4 above and is given by the sequence of frames {I0, B1 . . . B7,
P8}.
[0087] At a key frame encoding step 354, processor 24 encodes frame
I0 using Intra-encoding mode, and stores the reconstructed version
of the key frame in the DPB. Further at step 354, processor 24
selects the reconstructed key frame in the DPB to serve a reference
frame.
[0088] At a cache loading step 358, processor 24 identifies the
target frames that use the selected reference frame. The processor
scans the target blocks of the identified target frames in any
suitable order, and for each block-location loads from external
memory 36 into cache memory 32 (i) multiple target blocks of the
current block-location in the respective target frames, and (ii) a
corresponding search region from the selected reference frame.
[0089] At a motion estimation step 362, processor 24 executes ME 60
to perform multiple ME search operations for the multiple cached
target blocks within the cached search region. In the present
example, processor 24 comprises multiple processing cores, and ME
60 performs the multiple ME search operations in parallel using the
respective multiple processing cores.
[0090] At a MVs updating step 366, processor 24 produces and stores
MV information for target blocks for which no MVs have yet been
produced, and updates MV information for target blocks for which
MVs have been previously produced relative to another reference
frame. At a block-loop management step 370, processor 24 checks
whether all the target blocks in the currently processed target
frames have been scanned, and if not, the processor selects a
subsequent block-location at a block-location selection step 374,
and loops back to step 358 to load into the cache memory subsequent
target blocks and a corresponding search region. Otherwise, the
processor proceeds to a GOP termination step 378, to check whether
all the frames in the GOP have been processed. When the GOP still
has unprocessed frames, processor 24 selects a subsequent reference
frame from the DPB at a reference frame selection step 382, and
loops back to step 358. Otherwise, the entire frames in the GOP
have been encoded and the processor loops back to step 350 to input
a subsequent GOP for encoding.
Example of Encoding Frames in a GOP Using Efficient Motion
Estimation
[0091] FIGS. 6A-6F are diagrams that schematically illustrate a
method for encoding frames in a GOP, wherein each reference frame
serves multiple target frames in performing motion estimation, in
accordance with an embodiment that is described herein.
[0092] The GOP in FIGS. 6A-6F, comprises frames {I0, B1 . . . B7,
P8}, as depicted, for example, in FIG. 4 above. A frame that was
encoded and reconstructed that can serve as a reference frame is
marked in the figures using a dotted-line box. The arrows in FIGS.
6A-6F point from a reference frame to the relevant target frames.
The structure of the GOP in FIGS. 6A-6F including the dependencies
among the GOP frames is also referred to as a B-pyramid or
hierarchical B prediction structure.
[0093] The method will be described as executed by processor 44
running video encoder 44 with ME 60. The method is similarly
applicable to video encoder 100 with ME 124 and to video encoder
200 with ME 220. In describing the method, it is assumed that a DPB
(e.g., DPB 108) resides in external memory 36.
[0094] The method is described mainly at a frame level, for
clarity, even though the video encoding flow is essentially
block-based.
[0095] The method begins in FIG. 6A, with processor 24 encoding the
key frame I0. The processor encodes I0 in Intra-encoding mode,
which requires no reference to any other frame.

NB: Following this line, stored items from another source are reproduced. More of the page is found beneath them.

//! Heap object kinds and the string-interning contract.
//!
//! All heap data is shared through `Rc`; an object lives as long as any
//! value, closure, or VM table still refers to it. Upvalues additionally
//! need interior mutability (they are written through by closures and
//! closed over by the VM), so they sit behind `Rc<RefCell<_>>`.

use std::cell::RefCell;
use std::fmt;
use std::rc::Rc;

use crate::chunk::Chunk;
use crate::table::Table;
use crate::value::Value;

/// An immutable, interned string.
///
/// The hash is FNV-1a over the bytes, precomputed once at allocation so
/// table probes never rehash. Two `ObjString`s with equal contents are the
/// same allocation — [`intern`] guarantees it — which is what lets
/// [`Value`] compare strings by pointer.
#[derive(Debug)]
pub struct ObjString {
    pub hash: u32,
    pub chars: Box<str>,
}

impl ObjString {
    /// FNV-1a over a byte slice.
    pub fn hash_of(bytes: &[u8]) -> u32 {
        let mut hash: u32 = 2166136261;
        for &byte in bytes {
            hash ^= byte as u32;
            hash = hash.wrapping_mul(16777619);
        }
        hash
    }
}

/// Return the canonical interned string for `chars`, allocating it into
/// `strings` on first sight.
pub fn intern(strings: &mut Table, chars: &str) -> Rc<ObjString> {
    let hash = ObjString::hash_of(chars.as_bytes());
    if let Some(existing) = strings.find_string(chars, hash) {
        return existing;
    }
    let string = Rc::new(ObjString {
        hash,
        chars: chars.into(),
    });
    strings.set(string.clone(), Value::Nil);
    string
}

/// Interning entry point that consumes an already-built buffer (used by
/// concatenation). When a canonical string already exists the buffer is
/// simply dropped.
pub fn intern_owned(strings: &mut Table, chars: String) -> Rc<ObjString> {
    let hash = ObjString::hash_of(chars.as_bytes());
    if let Some(existing) = strings.find_string(&chars, hash) {
        return existing;
    }
    let string = Rc::new(ObjString {
        hash,
        chars: chars.into_boxed_str(),
    });
    strings.set(string.clone(), Value::Nil);
    string
}

/// A compiled function: its bytecode plus the shape of its call surface.
///
/// `name` is `None` only for the synthetic top-level script function.
#[derive(Debug)]
pub struct ObjFunction {
    pub arity: usize,
    pub upvalue_count: usize,
    pub chunk: Chunk,
    pub name: Option<Rc<ObjString>>,
}

impl ObjFunction {
    pub fn new(name: Option<Rc<ObjString>>) -> Self {
        ObjFunction {
            arity: 0,
            upvalue_count: 0,
            chunk: Chunk::new(),
            name,
        }
    }
}

impl fmt::Display for ObjFunction {
    fn fmt(&self, f: &mut fmt::Formatter<'_>) -> fmt::Result {
        match &self.name {
            Some(name) => write!(f, "<fn {}>", name.chars),
            None => write!(f, "<script>"),
        }
    }
}

/// A captured variable.
///
/// While the variable is still live on the value stack the upvalue is
/// `Open` and records the stack slot. When the variable leaves scope the
/// VM closes it: the value moves into the upvalue itself and every closure
/// sharing the cell keeps seeing the same variable.
#[derive(Debug)]
pub enum ObjUpvalue {
    Open(usize),
    Closed(Value),
}

/// Shared handle to an upvalue cell. One cell may be held by several
/// closures and, while open, by the VM's open-upvalue list.
pub type UpvalueRef = Rc<RefCell<ObjUpvalue>>;

/// A runtime instantiation of a function together with its captured
/// upvalues. All callable user code is a closure; bare functions only
/// exist as chunk constants.
#[derive(Debug)]
pub struct ObjClosure {
    pub function: Rc<ObjFunction>,
    pub upvalues: Vec<UpvalueRef>,
}

impl ObjClosure {
    pub fn new(function: Rc<ObjFunction>) -> Self {
        let upvalues = Vec::with_capacity(function.upvalue_count);
        ObjClosure { function, upvalues }
    }
}

/// A host function callable from Peach code.
pub struct ObjNative {
    pub name: Rc<ObjString>,
    pub function: Box<dyn Fn(&[Value]) -> Value>,
}

impl fmt::Debug for ObjNative {
    fn fmt(&self, f: &mut fmt::Formatter<'_>) -> fmt::Result {
        write!(f, "<native fn {}>", self.name.chars)
    }
}

#[cfg(test)]
mod tests {
    use super::*;

    #[test]
    fn fnv1a_reference_values() {
        // Standard FNV-1a test vectors (32-bit).
        assert_eq!(ObjString::hash_of(b""), 2166136261);
        assert_eq!(ObjString::hash_of(b"a"), 0xe40c292c);
        assert_eq!(ObjString::hash_of(b"foobar"), 0xbf9cf968);
    }

    #[test]
    fn intern_returns_the_same_allocation() {
        let mut strings = Table::new();
        let a = intern(&mut strings, "twin");
        let b = intern(&mut strings, "twin");
        assert!(Rc::ptr_eq(&a, &b));

        let c = intern_owned(&mut strings, String::from("twin"));
        assert!(Rc::ptr_eq(&a, &c));

        let d = intern(&mut strings, "other");
        assert!(!Rc::ptr_eq(&a, &d));
    }

    #[test]
    fn closure_upvalue_capacity_matches_function() {
        let mut function = ObjFunction::new(None);
        function.upvalue_count = 3;
        let closure = ObjClosure::new(Rc::new(function));
        assert!(closure.upvalues.capacity() >= 3);
        assert!(closure.upvalues.is_empty());
    }
}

After encoding I0,
processor 24 decodes the encoded frame to produce a reconstructed
frame denoted I0r, and stores I0r in the DPB.
[0096] Unlike conventional video encoding that would use I0r as a
reference frame for encoding multiple (four in this example) target
blocks in target frames B1, B2, B4 and P8 at different respective
times, in the present embodiment, processor 24 uses I0r as a
reference frame for at least two target frames among B1, B2, B4 and
P8, concurrently.
[0097] Processor 24 thus performs multiple ME operations for
multiple target blocks in B1, B2, B4 and P8 using a common
reference search region in I0r. Note that after processing the
current target frames B1, B2, B4 and P8, only P8 can be fully
encoded because P8 depends only on the reference frame I0r.

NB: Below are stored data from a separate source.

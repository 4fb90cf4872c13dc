//! Command-line driver for Peach.
//!
//! `peach` with no arguments starts an interactive REPL; `peach PATH` runs
//! a script file. Exit codes follow the sysexits convention: 65 for a
//! compile error, 70 for a runtime error, 74 for an I/O error.

use std::fs;
use std::path::{Path, PathBuf};
use std::process::ExitCode;

use clap::Parser;
use peach::{Error, Vm};
use rustyline::DefaultEditor;
use rustyline::error::ReadlineError;
use tracing_subscriber::EnvFilter;

#[derive(Parser)]
#[command(name = "peach")]
#[command(version = env!("CARGO_PKG_VERSION"))]
#[command(about = "The Peach scripting language", long_about = None)]
struct Args {
    /// Script to run; starts a REPL when omitted
    path: Option<PathBuf>,

    /// Print the compiled bytecode instead of running the script
    #[arg(long)]
    dump: bool,
}

fn main() -> ExitCode {
    tracing_subscriber::fmt()
        .with_env_filter(EnvFilter::from_default_env())
        .with_writer(std::io::stderr)
        .init();

    let args = Args::parse();
    match &args.path {
        Some(path) => run_file(path, args.dump),
        None => repl(),
    }
}

fn repl() -> ExitCode {
    let mut editor = match DefaultEditor::new() {
        Ok(editor) => editor,
        Err(err) => {
            eprintln!("Could not start line editor: {err}");
            return ExitCode::from(74);
        }
    };

    let mut vm = Vm::new();
    loop {
        match editor.readline("> ") {
            Ok(line) => {
                let _ = editor.add_history_entry(line.as_str());
                let result = vm.interpret(&line);
                for printed in vm.take_print_output() {
                    println!("{printed}");
                }
                // Errors don't end the session; globals defined by the
                // statements that did run are still visible.
                if let Err(err) = result {
                    eprintln!("{err}");
                }
            }
            Err(ReadlineError::Interrupted) | Err(ReadlineError::Eof) => break,
            Err(err) => {
                eprintln!("{err}");
                return ExitCode::from(74);
            }
        }
    }
    ExitCode::SUCCESS
}

fn run_file(path: &Path, dump: bool) -> ExitCode {
    let source = match fs::read_to_string(path) {
        Ok(source) => source,
        Err(err) => {
            eprintln!("Could not read file \"{}\": {err}", path.display());
            return ExitCode::from(74);
        }
    };

    if dump {
        return match peach::disassemble(&source) {
            Ok(text) => {
                print!("{text}");
                ExitCode::SUCCESS
            }
            Err(err) => {
                eprintln!("{err}");
                ExitCode::from(65)
            }
        };
    }

    let mut vm = Vm::new();
    let result = vm.interpret(&source);
    for printed in vm.take_print_output() {
        println!("{printed}");
    }
    match result {
        Ok(()) => ExitCode::SUCCESS,
        Err(err @ Error::Compile(_)) => {
            eprintln!("{err}");
            ExitCode::from(65)
        }
        Err(err @ Error::Runtime(_)) => {
            eprintln!("{err}");
            ExitCode::from(70)
        }
    }
}
use thiserror::Error;

/// An error produced by compiling or running Peach source.
///
/// The payload is the fully formatted diagnostic text: compile errors are
/// one `[line N] Error at 'token': message` line per reported error,
/// runtime errors are the message followed by a stack trace. Hosts print
/// the error verbatim to stderr.
#[derive(Debug, Error)]
pub enum Error {
    #[error("{0}")]
    Compile(String),

    #[error("{0}")]
    Runtime(String),
}

pub type Result<T> = std::result::Result<T, Error>;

Processor 24 saves the motion estimation results (e.g., MVs) of B1,
B2 and B4 until performing motion estimation with reference frames
other than I0r.
[0098] Reusing a search region for multiple target blocks offers
several advantages over conventional schemes. First, since only one
search region is required at a time, the cache memory footprint can
be reduced, e.g., by half, compared to a conventional video encoder
that loads two search regions concurrently, and the cache memory
bandwidth is improved. In general, the footprint gain depends on
the number of reference frames used in a conventional video encoder
for encoding a target frame. Second, multiple ME search operations
may be carried out in parallel, which reduces latency in ME
calculations. Another advantage relates to temporal information
across multiple frames that can be extracted and used for improving
encoding efficiency, as will be described below.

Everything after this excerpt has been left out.